I want to know if it's possible to find $P_1, \ldots, P_{n-1} \in GL_n(\mathbb{K})$ such that the set $\{ v, P_1 v, \ldots P_{n-1} v\}$ is linearly independent. In case it is I'd also like to find a way to construct said matrices.
The only semi-close attempt I've encountered only works if $char(\mathbb{K}) \neq 2$ where you find some of the vectors by multiplying by 2 the entries of $v$ that aren't 0 and do some permutations for those that are. I don't know how to start the general case or even the characteristic 2 case.

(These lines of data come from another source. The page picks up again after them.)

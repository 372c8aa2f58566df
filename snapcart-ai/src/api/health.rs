//! Health check endpoint

use axum::{extract::State, routing::get, Json, Router};
use chrono::Utc;
use serde::Serialize;

use crate::AppState;

/// Health check response
#[derive(Debug, Serialize)]
pub struct HealthResponse {
    /// Service status ("ok", or "degraded" after a recorded error)
    pub status: String,
    /// Module name ("snapcart-ai")
    pub module: String,
    /// Crate version from Cargo.toml
    pub version: String,
    /// Seconds since service started
    pub uptime_seconds: u64,
    /// Last error message if any (for diagnostics)
    #[serde(skip_serializing_if = "Option::is_none")]
    pub last_error: Option<String>,
}

/// GET /health
pub async fn health_check(State(state): State<AppState>) -> Json<HealthResponse> {
    let uptime = Utc::now().signed_duration_since(state.startup_time);
    let uptime_seconds = uptime.num_seconds().max(0) as u64;

    let last_error = state.last_error.read().await.clone();
    let status = if last_error.is_some() { "degraded" } else { "ok" };

    Json(HealthResponse {
        status: status.to_string(),
        module: "snapcart-ai".to_string(),
        version: env!("CARGO_PKG_VERSION").to_string(),
        uptime_seconds,
        last_error,
    })
}

/// Build health check routes
pub fn health_routes() -> Router<AppState> {
    Router::new().route("/health", get(health_check))
}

Let us assume without loss of generality that the $0$th entry of $v$ is nonzero. Now let $P_i$ be the matrix given by $P_i(e_0)=e_0+e_i$ and $P_i(e_j)=e_j$ for $j\neq 0$, where $e_i$ is the $i$th standard basis vector. Note that $P_iv=v+ae_i$, where $a$ is the $0$th entry of $v$. It follows that $v,P_1v,\dots,P_{n-1}v$ are linearly independent, since they have the same span as $v,ae_1,\dots,ae_{n-1}$ and $a\neq 0$.